SAVE! Radamel Falcao gets his boot to a cross and directs the ball on target, but it was hit too close to Eiji Kawashima who was able to collect. Good response from the South Americans, having been dealt a huge blow so early on.

On the Japan attack that led to the early penalty, Davinson Sanchez was badly caught out as he allowed the ball to bounce. The shot from Osako was saved but Colombia would be punished via another means once Damir Skomina pointed to the spot.

CHANCE! Inevitably, Japan are already being given plenty of chances to counter. From one such opportunity, Takashi Inui is picked out down the left but his shot ended a few inches wide of David Ospina's target.

Cuadrado runs out of ground when attempting to get a cross into the box. Los Cafeteros are having to work twice as hard now as they desperately seek an equaliser, while at the same time remaining alert to the threat of a Japanese counter-attack.

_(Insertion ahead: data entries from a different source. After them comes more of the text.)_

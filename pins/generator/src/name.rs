// Licensed under the Apache-2.0 license

//! CPU pin name decomposition.
//!
//! CPU pins are named `P<port>_<index>`, e.g. `P17_0`. Both numbers are
//! plain decimal and may have any number of digits.

use crate::error::{PinGenError, Result};

/// Splits a CPU pin name into its `(port, index)` pair.
///
/// # Examples
/// ```
/// use mcu_pins_generator::name::decompose_pin_name;
/// assert_eq!(decompose_pin_name("P17_0").unwrap(), (17, 0));
/// assert_eq!(decompose_pin_name("P123_45").unwrap(), (123, 45));
/// assert!(decompose_pin_name("P170").is_err());
/// ```
pub fn decompose_pin_name(name: &str) -> Result<(u32, u32)> {
    let malformed = || PinGenError::MalformedPinName {
        name: name.to_string(),
    };

    let rest = name.strip_prefix('P').ok_or_else(malformed)?;
    let (port, index) = rest.split_once('_').ok_or_else(malformed)?;
    Ok((
        parse_decimal(port).ok_or_else(malformed)?,
        parse_decimal(index).ok_or_else(malformed)?,
    ))
}

/// Parses a non-empty run of ASCII digits. Signs and whitespace are rejected,
/// which `str::parse` alone would partly accept.
pub(crate) fn parse_decimal(digits: &str) -> Option<u32> {
    if digits.is_empty() || !digits.bytes().all(|b| b.is_ascii_digit()) {
        return None;
    }
    digits.parse().ok()
}
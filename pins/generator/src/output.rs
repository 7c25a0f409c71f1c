// Licensed under the Apache-2.0 license

//! C header and source generation.
//!
//! The base emitter writes the boilerplate every port needs (pin objects,
//! pin defines, and the CPU/board pin dictionaries). Registered
//! [`SourceExtension`]s then append their own definitions, first to the
//! header and then to the source.
//!
//! ```text
//! PinModel ─┬─ base header ─ PortMacros          → pins.h
//!           └─ base source ─ AfTables            → pins.c
//! ```
//!
//! For a board with pins on ports 0 and 7 the header ends with:
//!
//! ```text
//! #define MICROPY_PY_MACHINE_PIN_PORT_NUM_ENTRIES (8)
//! #define MICROPY_PY_MACHINE_PIN_FOR_ALL_PORTS(DO) \
//!     DO(0) \
//!     DO(7)
//! ```

use crate::af::AlternateFunctionBinding;
use crate::config::CapabilityTable;
use crate::model::{PinDescriptor, PinModel, PortSet};
use std::fmt::{self, Write};

/// Role emitted for a binding without one.
const NO_ROLE: &str = "NONE";

/// Everything an emitter may look at. Read-only by construction.
#[derive(Clone, Copy, Debug)]
pub struct EmitContext<'a> {
    pub model: &'a PinModel,
    pub ports: &'a PortSet,
    pub capabilities: &'a CapabilityTable,
}

/// Input file names and prefix text, echoed into the generated files.
#[derive(Clone, Debug, Default)]
pub struct SourceInfo {
    pub board_csv: String,
    pub af_csv: Option<String>,
    pub prefix: Option<String>,
    /// Contents of the prefix file, copied to the top of the source.
    pub prefix_text: Option<String>,
}

/// Appends port-specific definitions after the base output.
///
/// Extensions run in registration order, each seeing the output written so
/// far.
pub trait SourceExtension {
    fn extend_header(&self, _ctx: &EmitContext<'_>, _out: &mut String) -> fmt::Result {
        Ok(())
    }

    fn extend_source(&self, _ctx: &EmitContext<'_>, _out: &mut String) -> fmt::Result {
        Ok(())
    }
}

/// Port count and port iteration macros.
#[derive(Clone, Copy, Debug, Default)]
pub struct PortMacros;

impl SourceExtension for PortMacros {
    fn extend_header(&self, ctx: &EmitContext<'_>, out: &mut String) -> fmt::Result {
        writeln!(out)?;
        writeln!(
            out,
            "#define MICROPY_PY_MACHINE_PIN_PORT_NUM_ENTRIES ({})",
            ctx.ports.num_entries()
        )?;
        write!(out, "#define MICROPY_PY_MACHINE_PIN_FOR_ALL_PORTS(DO)")?;
        for port in &ctx.ports.visible_ports {
            write!(out, " \\\n    DO({port})")?;
        }
        writeln!(out)
    }
}

/// Per-pin alternate function tables.
///
/// Every pin with at least one binding gets an array sized by its supported
/// bindings. When none are supported the array is `[0]` with only comments
/// in its initializer, which relies on the GNU C zero-length array
/// extension rather than ISO C. Ports built with GCC or Clang accept it.
#[derive(Clone, Copy, Debug, Default)]
pub struct AfTables;

impl AfTables {
    fn write_pin(pin: &PinDescriptor, caps: &CapabilityTable, out: &mut String) -> fmt::Result {
        let supported = pin
            .bindings()
            .iter()
            .filter(|b| b.is_supported(caps))
            .count();

        writeln!(out)?;
        writeln!(
            out,
            "const machine_pin_af_obj_t {}[{supported}] = {{",
            af_table_name(pin.name())
        )?;
        for binding in pin.bindings() {
            let element = af_element(binding);
            if binding.is_supported(caps) {
                writeln!(out, "    {element},")?;
            } else {
                log::warn!(
                    "{}: {} ({}) is not supported, emitting it commented out",
                    pin.name(),
                    binding.peripheral_token,
                    binding.raw_header
                );
                writeln!(
                    out,
                    "    // {element}, // {}_{}_{}",
                    binding.peripheral(),
                    binding.family,
                    role_or_none(binding)
                )?;
            }
        }
        writeln!(out, "}};")
    }
}

impl SourceExtension for AfTables {
    fn extend_source(&self, ctx: &EmitContext<'_>, out: &mut String) -> fmt::Result {
        for pin in ctx.model.pins().filter(|p| !p.bindings().is_empty()) {
            Self::write_pin(pin, ctx.capabilities, out)?;
        }
        Ok(())
    }
}

/// Name of the alternate function array of a pin.
pub fn af_table_name(pin_name: &str) -> String {
    format!("pin_{pin_name}_af")
}

fn role_or_none(binding: &AlternateFunctionBinding) -> &str {
    if binding.role.is_empty() {
        NO_ROLE
    } else {
        &binding.role
    }
}

fn af_element(binding: &AlternateFunctionBinding) -> String {
    format!(
        "AF({}, {}, {}, {}, {})",
        binding.raw_header,
        binding.family,
        binding.instance.unwrap_or(0),
        role_or_none(binding),
        binding.peripheral()
    )
}

fn write_banner(info: &SourceInfo, out: &mut String) -> fmt::Result {
    writeln!(out, "// This file was automatically generated by make-pins.")?;
    writeln!(out, "//")?;
    writeln!(out, "// --board-csv {}", info.board_csv)?;
    if let Some(af_csv) = &info.af_csv {
        writeln!(out, "// --af-csv {af_csv}")?;
    }
    if let Some(prefix) = &info.prefix {
        writeln!(out, "// --prefix {prefix}")?;
    }
    writeln!(out)
}

/// Pin counts, object declarations and pin defines.
pub fn write_base_header(
    ctx: &EmitContext<'_>,
    info: &SourceInfo,
    out: &mut String,
) -> fmt::Result {
    write_banner(info, out)?;
    writeln!(
        out,
        "#define MICROPY_PY_MACHINE_PIN_CPU_NUM_ENTRIES ({})",
        ctx.model.len()
    )?;
    writeln!(
        out,
        "#define MICROPY_PY_MACHINE_PIN_BOARD_NUM_ENTRIES ({})",
        ctx.model.num_board_names()
    )?;

    writeln!(out)?;
    for pin in ctx.model.pins() {
        let name = pin.name();
        writeln!(out, "extern const machine_pin_obj_t pin_{name}_obj;")?;
        writeln!(out, "#define pin_{name} (&pin_{name}_obj)")?;
    }

    // An alias spelled like its CPU pin already has its define above
    let mut first = true;
    for pin in ctx.model.pins() {
        for board in pin.board_names().iter().filter(|b| b.name != pin.name()) {
            if std::mem::take(&mut first) {
                writeln!(out)?;
            }
            writeln!(out, "#define pin_{} (&pin_{}_obj)", board.name, pin.name())?;
        }
    }
    Ok(())
}

/// Prefix text, pin objects and the CPU/board pin dictionaries.
pub fn write_base_source(
    ctx: &EmitContext<'_>,
    info: &SourceInfo,
    out: &mut String,
) -> fmt::Result {
    write_banner(info, out)?;
    if let Some(prefix_text) = &info.prefix_text {
        write!(out, "{prefix_text}")?;
        if !prefix_text.ends_with('\n') {
            writeln!(out)?;
        }
        writeln!(out)?;
    }

    for pin in ctx.model.pins() {
        writeln!(
            out,
            "const machine_pin_obj_t pin_{}_obj = PIN({}, {});",
            pin.name(),
            pin.port(),
            pin.index()
        )?;
    }

    let cpu_entries = ctx
        .model
        .pins()
        .filter(|p| !p.is_hidden())
        .map(|p| (p.name(), p.name()));
    write_dict("machine_pin_cpu_pins_locals_dict", cpu_entries, out)?;

    let board_entries = ctx.model.pins().flat_map(|p| {
        p.board_names()
            .iter()
            .filter(|b| !b.hidden)
            .map(move |b| (b.name.as_str(), p.name()))
    });
    write_dict("machine_pin_board_pins_locals_dict", board_entries, out)
}

fn write_dict<'a>(
    dict: &str,
    entries: impl Iterator<Item = (&'a str, &'a str)>,
    out: &mut String,
) -> fmt::Result {
    writeln!(out)?;
    writeln!(out, "static const mp_rom_map_elem_t {dict}_table[] = {{")?;
    for (key, pin) in entries {
        writeln!(
            out,
            "    {{ MP_ROM_QSTR(MP_QSTR_{key}), MP_ROM_PTR(&pin_{pin}_obj) }},"
        )?;
    }
    writeln!(out, "}};")?;
    writeln!(out, "MP_DEFINE_CONST_DICT({dict}, {dict}_table);")
}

Carlos Sanchez's red card came after two minutes and 56 seconds - the second fastest shown in World Cup history. Colombia have actually edged the possession stats since then, but the Samurai Blue have looked the more dangerous in the final third.

Colombia have certainly settled down over the last five or 10 minutes, yet this game remains incredibly open. Down to 10 men for effectively the entire game, you have to wonder just how long it will be before Pekerman's charges tire.

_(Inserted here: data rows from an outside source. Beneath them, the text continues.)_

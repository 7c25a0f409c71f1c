// Licensed under the Apache-2.0 license

use std::path::PathBuf;
use thiserror::Error;

/// Errors that abort a pin generation run.
///
/// None of these leave a partial artifact behind: generation happens in
/// memory and files are only persisted once every phase has succeeded.
#[derive(Error, Debug)]
pub enum PinGenError {
    /// A CPU pin name does not have the `P<port>_<index>` shape.
    #[error("malformed pin name '{name}': expected P<port>_<index>")]
    MalformedPinName { name: String },

    /// An AF column label does not match the column position.
    #[error("AF column header '{header}' does not match AF index {af_index} (expected 'ACT_{af_index}')")]
    MalformedAfHeader { header: String, af_index: usize },

    /// The AF table references a pin that the board table never declared.
    #[error("AF table references unknown pin '{name}'")]
    UnknownPin { name: String },

    /// A recognized peripheral token whose instance number cannot be parsed.
    #[error("malformed peripheral token '{token}' in column '{header}'")]
    MalformedPeripheralToken { token: String, header: String },

    /// A CSV line that could not be split into cells.
    #[error("{path}:{line}: malformed row: {message}")]
    MalformedRow {
        path: String,
        line: usize,
        message: String,
    },

    /// A row is too short to contain a required column.
    #[error("{path}:{line}: missing column {column}")]
    MissingColumn {
        path: String,
        line: usize,
        column: usize,
    },

    /// Two board rows declare the same board pin name.
    #[error("duplicate board pin name '{name}'")]
    DuplicateBoardName { name: String },

    #[error("formatting generated output failed")]
    Format(#[from] std::fmt::Error),

    #[error("I/O error on {}: {source}", .path.display())]
    Io {
        path: PathBuf,
        #[source]
        source: std::io::Error,
    },
}

impl PinGenError {
    pub(crate) fn io(path: impl Into<PathBuf>, source: std::io::Error) -> Self {
        PinGenError::Io {
            path: path.into(),
            source,
        }
    }
}

/// Result type for pin generation.
pub type Result<T> = std::result::Result<T, PinGenError>;
use std::fmt;
use std::str::FromStr;

use serde::{Deserialize, Serialize};

/// Version header value sent to Anthropic endpoints.
pub const ANTHROPIC_VERSION: &str = "2023-06-01";

/// The kind of model provider a client talks to.
#[derive(Debug, Clone, Copy, PartialEq, Eq, Hash, Serialize, Deserialize)]
#[serde(rename_all = "lowercase")]
#[non_exhaustive]
pub enum ModelProvider {
    /// `OpenAI` and OpenAI-compatible servers (`LiteLLM`, vLLM, ...).
    #[serde(alias = "OpenAI")]
    OpenAI,
    #[serde(alias = "AzureOpenAI")]
    AzureOpenAI,
    #[serde(alias = "Anthropic")]
    Anthropic,
    #[serde(alias = "Gemini")]
    Gemini,
    #[serde(alias = "GeminiVertexAI")]
    GeminiVertexAI,
    #[serde(alias = "AnthropicVertexAI")]
    AnthropicVertexAI,
    #[serde(alias = "Ollama")]
    Ollama,
    #[serde(alias = "Bedrock")]
    Bedrock,
}

/// How a provider expects its API key to be presented.
#[derive(Debug, Clone, Copy, PartialEq, Eq)]
pub enum AuthStyle {
    /// `Authorization: Bearer <key>`
    Bearer,
    /// `x-api-key: <key>` plus `anthropic-version`
    ApiKeyHeader,
}

impl ModelProvider {
    /// The default API endpoint for this provider.
    ///
    /// Azure, Bedrock and the Vertex AI variants need user-specific endpoints
    /// and return `None`.
    #[must_use]
    pub const fn default_endpoint(self) -> Option<&'static str> {
        match self {
            Self::OpenAI => Some("https://api.openai.com/v1"),
            Self::Anthropic => Some("https://api.anthropic.com"),
            Self::Gemini => Some("https://generativelanguage.googleapis.com"),
            Self::Ollama => Some("http://localhost:11434"),
            Self::AzureOpenAI | Self::GeminiVertexAI | Self::AnthropicVertexAI | Self::Bedrock => {
                None
            }
        }
    }

    /// Whether calls to this provider need a credential. Only a local Ollama doesn't.
    #[must_use]
    pub const fn requires_secret(self) -> bool {
        !matches!(self, Self::Ollama)
    }

    #[must_use]
    pub const fn auth_style(self) -> AuthStyle {
        match self {
            Self::Anthropic | Self::AnthropicVertexAI => AuthStyle::ApiKeyHeader,
            _ => AuthStyle::Bearer,
        }
    }

    #[must_use]
    pub const fn as_str(self) -> &'static str {
        match self {
            Self::OpenAI => "openai",
            Self::AzureOpenAI => "azureopenai",
            Self::Anthropic => "anthropic",
            Self::Gemini => "gemini",
            Self::GeminiVertexAI => "geminivertexai",
            Self::AnthropicVertexAI => "anthropicvertexai",
            Self::Ollama => "ollama",
            Self::Bedrock => "bedrock",
        }
    }
}

impl fmt::Display for ModelProvider {
    fn fmt(&self, f: &mut fmt::Formatter<'_>) -> fmt::Result {
        f.write_str(self.as_str())
    }
}

impl FromStr for ModelProvider {
    type Err = anyhow::Error;

    /// Parses a provider name, ignoring case, `-` and `_`.
    fn from_str(s: &str) -> Result<Self, Self::Err> {
        let normalized: String = s
            .chars()
            .filter(|c| !matches!(c, '-' | '_'))
            .collect::<String>()
            .to_lowercase();

        match normalized.as_str() {
            "openai" => Ok(Self::OpenAI),
            "azureopenai" | "azure" => Ok(Self::AzureOpenAI),
            "anthropic" => Ok(Self::Anthropic),
            "gemini" => Ok(Self::Gemini),
            "geminivertexai" => Ok(Self::GeminiVertexAI),
            "anthropicvertexai" => Ok(Self::AnthropicVertexAI),
            "ollama" => Ok(Self::Ollama),
            "bedrock" => Ok(Self::Bedrock),
            _ => anyhow::bail!("Unknown model provider: {s}"),
        }
    }
}
use std::collections::HashMap;
use std::time::Duration;

use log::{debug, error, warn};
use reqwest::header::RETRY_AFTER;
use reqwest_middleware::{ClientWithMiddleware, RequestBuilder};
use reqwest_retry::{RetryTransientMiddleware, policies::ExponentialBackoff};
use reqwest_retry_after::RetryAfterMiddleware;

use keyrelay_common::ModelConfig;

use crate::auth::is_credential_header;
use crate::error::ClientError;

/// Builds the HTTP client for a model config, with retry middleware.
pub fn build_http_client(config: &ModelConfig) -> Result<ClientWithMiddleware, ClientError> {
    let retry = &config.retry_config;
    let retry_policy = ExponentialBackoff::builder()
        .retry_bounds(retry.initial_delay.min(retry.max_delay), retry.max_delay)
        .build_with_max_retries(retry.max_retries);

    // None means no timeout (useful for slow hardware/long-running requests)
    let mut builder = reqwest::Client::builder();
    if let Some(timeout) = config.timeout_seconds {
        builder = builder.timeout(Duration::from_secs(timeout));
    }
    let reqwest_client = builder.build()?;

    // RetryAfterMiddleware goes first so Retry-After is honored before exponential backoff
    Ok(reqwest_middleware::ClientBuilder::new(reqwest_client)
        .with(RetryAfterMiddleware::new())
        .with(RetryTransientMiddleware::new_with_policy(retry_policy))
        .build())
}

/// The config's effective endpoint without a trailing slash.
pub fn base_url(config: &ModelConfig) -> Result<String, ClientError> {
    let endpoint = config.endpoint().ok_or_else(|| {
        ClientError::ConfigurationError(format!(
            "No endpoint configured for provider {}",
            config.provider
        ))
    })?;

    url::Url::parse(&endpoint).map_err(|e| {
        ClientError::ConfigurationError(format!("Invalid base URL '{endpoint}': {e}"))
    })?;

    Ok(endpoint.trim_end_matches('/').to_string())
}

/// Adds the configured static headers, skipping any that carry credentials.
pub fn apply_static_headers(
    mut builder: RequestBuilder,
    headers: &HashMap<String, String>,
) -> RequestBuilder {
    for (name, value) in headers {
        if is_credential_header(name) {
            warn!("Ignoring static header '{name}'; credentials come from the API key settings");
            continue;
        }
        builder = builder.header(name.as_str(), value.as_str());
    }
    builder
}

/// Converts a non-success response into a `ClientError`.
pub async fn read_error(response: reqwest::Response) -> ClientError {
    let status = response.status().as_u16();
    let retry_after = response
        .headers()
        .get(RETRY_AFTER)
        .and_then(|value| value.to_str().ok())
        .and_then(|value| value.trim().parse::<u64>().ok())
        .map(Duration::from_secs);

    let body = match response.text().await {
        Ok(body) => body,
        Err(e) => {
            warn!("Failed to read error response body: {e}");
            return ClientError::NetworkError(e);
        }
    };

    let err = ClientError::from_status(status, &body, retry_after);
    error!("API request failed with status {status}: {err}");
    debug!("Error response body: {body}");
    err
}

The good news for the neutral is that Colombia are throwing the kitchen sink at their opponents. Japan, understandably, are not willing to simply sit back and are themselves looking to get the ball forward at every opportunity. Great game of football!

Japan have taken the sting out of the game over the past few minutes. The open nature was never going to last the full 90 and the pace has now slowed slightly, but it is still a gripping contest. The Samurai Blue in a strong position here.

The only shot on target since Japan's early opener came through that Falcao attempt 11 minutes in. Colombia have plenty of attacking options to bring on from the bench, but it will be a while before Pekerman changes things too drastically.

Japan unable to really create anything unless it is on the counter. Colombia are far more settled now than they were in the opening 10 minutes, but they will need to start creating chances if they are to salvage something from this contest.

You have to wonder whether Carlos Sanchez's World Cup campaign is over after less than 180 seconds. There will be a ban for the straight red, while his refusal to immediately leave the field could also come back to haunt the Fiorentina man.

COLOMBIA SUB! Jose Pekerman has decided to change things around. Juan Cuadrado is the fall guy, making way for Wilmar Barrios who will help plug the hole vacated by Carlos Sanchez. Osaka with half a chance, which was miscued wide.

Nagatomo is proving to be a threat down the left, and his cross takes a big deflection before dropping on to the roof of the opposition net. Japan now in control of the match, with the subsequent set piece nodded clear by Falcao.

SHOT! Not sure if Falcao was looking to bring down the ball or flick it over Kawashima, but either way the ball was easily collected by the Japan keeper. Better from Colombia, who need to start creating more regularly.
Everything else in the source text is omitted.